── EXTRACTED MATERIAL ──
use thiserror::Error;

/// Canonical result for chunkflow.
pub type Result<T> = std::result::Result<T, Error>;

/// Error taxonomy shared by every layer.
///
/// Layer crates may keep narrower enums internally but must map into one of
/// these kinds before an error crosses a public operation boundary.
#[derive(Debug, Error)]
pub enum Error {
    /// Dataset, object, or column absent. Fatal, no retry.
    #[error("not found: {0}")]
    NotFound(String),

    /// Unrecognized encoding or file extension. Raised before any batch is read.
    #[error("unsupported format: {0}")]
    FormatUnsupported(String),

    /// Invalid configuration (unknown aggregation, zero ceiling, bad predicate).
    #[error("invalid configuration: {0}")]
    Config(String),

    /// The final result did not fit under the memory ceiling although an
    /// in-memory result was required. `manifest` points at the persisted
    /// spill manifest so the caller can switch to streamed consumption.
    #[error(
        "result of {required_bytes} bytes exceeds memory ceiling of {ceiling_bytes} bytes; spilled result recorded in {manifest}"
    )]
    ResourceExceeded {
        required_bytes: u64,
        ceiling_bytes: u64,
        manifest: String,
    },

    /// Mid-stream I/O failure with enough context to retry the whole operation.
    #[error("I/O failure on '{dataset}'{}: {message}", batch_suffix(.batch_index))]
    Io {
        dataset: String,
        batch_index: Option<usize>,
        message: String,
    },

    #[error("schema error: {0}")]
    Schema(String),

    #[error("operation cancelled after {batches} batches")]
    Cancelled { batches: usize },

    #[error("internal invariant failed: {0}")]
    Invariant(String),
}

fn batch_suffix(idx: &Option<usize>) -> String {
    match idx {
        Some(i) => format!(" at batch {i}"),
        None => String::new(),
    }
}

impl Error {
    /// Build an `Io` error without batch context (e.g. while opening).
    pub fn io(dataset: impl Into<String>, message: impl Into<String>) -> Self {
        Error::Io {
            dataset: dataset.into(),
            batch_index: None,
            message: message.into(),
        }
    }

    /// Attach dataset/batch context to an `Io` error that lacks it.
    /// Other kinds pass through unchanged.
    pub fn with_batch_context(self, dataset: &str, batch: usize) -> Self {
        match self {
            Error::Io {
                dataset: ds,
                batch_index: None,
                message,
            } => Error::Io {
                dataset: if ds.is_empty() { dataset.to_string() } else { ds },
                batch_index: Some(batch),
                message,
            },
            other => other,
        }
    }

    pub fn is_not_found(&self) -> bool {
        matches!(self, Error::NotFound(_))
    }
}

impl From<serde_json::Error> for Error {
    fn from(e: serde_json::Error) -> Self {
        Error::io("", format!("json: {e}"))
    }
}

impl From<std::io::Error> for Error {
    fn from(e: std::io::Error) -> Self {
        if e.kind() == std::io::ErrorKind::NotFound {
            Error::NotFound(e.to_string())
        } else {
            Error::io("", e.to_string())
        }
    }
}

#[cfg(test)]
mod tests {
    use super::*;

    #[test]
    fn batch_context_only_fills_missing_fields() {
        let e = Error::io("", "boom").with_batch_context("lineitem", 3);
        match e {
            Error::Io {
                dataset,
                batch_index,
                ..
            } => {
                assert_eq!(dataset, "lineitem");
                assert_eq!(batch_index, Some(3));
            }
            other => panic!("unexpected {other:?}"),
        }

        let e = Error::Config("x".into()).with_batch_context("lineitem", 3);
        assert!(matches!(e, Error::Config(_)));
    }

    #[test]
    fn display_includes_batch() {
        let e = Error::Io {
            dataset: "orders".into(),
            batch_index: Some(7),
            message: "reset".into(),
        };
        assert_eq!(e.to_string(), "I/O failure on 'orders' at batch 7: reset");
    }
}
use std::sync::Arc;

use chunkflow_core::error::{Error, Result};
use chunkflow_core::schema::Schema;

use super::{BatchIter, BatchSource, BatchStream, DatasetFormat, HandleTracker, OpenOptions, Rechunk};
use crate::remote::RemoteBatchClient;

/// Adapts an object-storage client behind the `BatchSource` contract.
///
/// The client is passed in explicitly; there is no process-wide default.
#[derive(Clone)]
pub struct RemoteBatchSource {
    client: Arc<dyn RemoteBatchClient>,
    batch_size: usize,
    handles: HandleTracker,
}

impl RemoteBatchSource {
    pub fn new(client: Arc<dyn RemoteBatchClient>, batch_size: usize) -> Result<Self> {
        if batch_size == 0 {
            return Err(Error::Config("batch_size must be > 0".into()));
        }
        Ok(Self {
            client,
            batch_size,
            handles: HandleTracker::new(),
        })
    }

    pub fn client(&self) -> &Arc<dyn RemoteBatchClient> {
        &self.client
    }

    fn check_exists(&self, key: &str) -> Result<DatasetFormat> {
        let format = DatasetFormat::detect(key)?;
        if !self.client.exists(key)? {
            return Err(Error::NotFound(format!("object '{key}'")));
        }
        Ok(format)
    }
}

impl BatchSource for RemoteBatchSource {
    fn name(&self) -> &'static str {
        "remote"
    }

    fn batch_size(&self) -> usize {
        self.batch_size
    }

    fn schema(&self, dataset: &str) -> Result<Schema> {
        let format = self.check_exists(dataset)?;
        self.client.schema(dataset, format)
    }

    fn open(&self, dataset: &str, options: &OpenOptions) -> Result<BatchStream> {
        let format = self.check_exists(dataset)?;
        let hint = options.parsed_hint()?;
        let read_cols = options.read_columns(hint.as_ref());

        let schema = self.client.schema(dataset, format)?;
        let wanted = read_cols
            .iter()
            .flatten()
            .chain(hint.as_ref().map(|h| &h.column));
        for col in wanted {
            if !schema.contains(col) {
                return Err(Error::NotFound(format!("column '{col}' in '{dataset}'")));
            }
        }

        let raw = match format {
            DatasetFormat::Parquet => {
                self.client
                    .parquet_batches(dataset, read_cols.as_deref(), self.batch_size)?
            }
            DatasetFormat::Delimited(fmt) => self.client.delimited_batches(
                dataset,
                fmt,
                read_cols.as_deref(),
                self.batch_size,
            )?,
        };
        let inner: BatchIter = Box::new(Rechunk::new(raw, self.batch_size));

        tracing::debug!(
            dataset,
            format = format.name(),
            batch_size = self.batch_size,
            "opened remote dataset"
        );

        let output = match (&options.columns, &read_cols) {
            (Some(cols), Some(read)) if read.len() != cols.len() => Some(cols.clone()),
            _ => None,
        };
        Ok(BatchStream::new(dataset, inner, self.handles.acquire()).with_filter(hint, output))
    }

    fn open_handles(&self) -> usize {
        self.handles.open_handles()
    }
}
───
▶ **ASSIGNMENT**:
The reply should be nothing but the number of lines in the entries that include "configuration".

▶ **RESPONSE AREA**:
2